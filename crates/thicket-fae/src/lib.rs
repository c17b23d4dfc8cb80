// crates/thicket-fae/src/lib.rs

#![forbid(unsafe_code)]
#![deny(rust_2018_idioms)]
#![warn(clippy::all, clippy::pedantic, clippy::nursery)]

//! Forest automata: an ordered tuple of tree automata components plus the
//! cross-component reference structure that ties them into one heap shape
//! (`spec.md` §4.2).

pub mod connection_graph;
pub mod fae;
pub mod garbage;
pub mod tarjan;

pub use connection_graph::{ConnectionGraph, CutpointSignature};
pub use fae::ForestAutomaton;
pub use garbage::garbage_check;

• • • • •

● **What is being asked**
Please repeat each entry. Keep every word the same.

● **Answer space**
filename crates/thicket-fae/src/lib.rs
repository c17b23d4dfc8cb80
// crates/thicket-fae/src/lib.rs

#![forbid(unsafe_code)]
#![deny(rust_2018_idioms)]
#![warn(clippy::all, clippy::pedantic, clippy::nursery)]

//! Forest automata: an ordered tuple of tree automata components plus the
//! cross-component reference structure that ties them into one heap shape
//! (`spec.md` §4.2).

pub mod connection_graph;
pub mod fae;
pub mod garbage;
pub mod tarjan;

pub use connection_graph::{ConnectionGraph, CutpointSignature};
pub use fae::ForestAutomaton;
pub use garbage::garbage_check;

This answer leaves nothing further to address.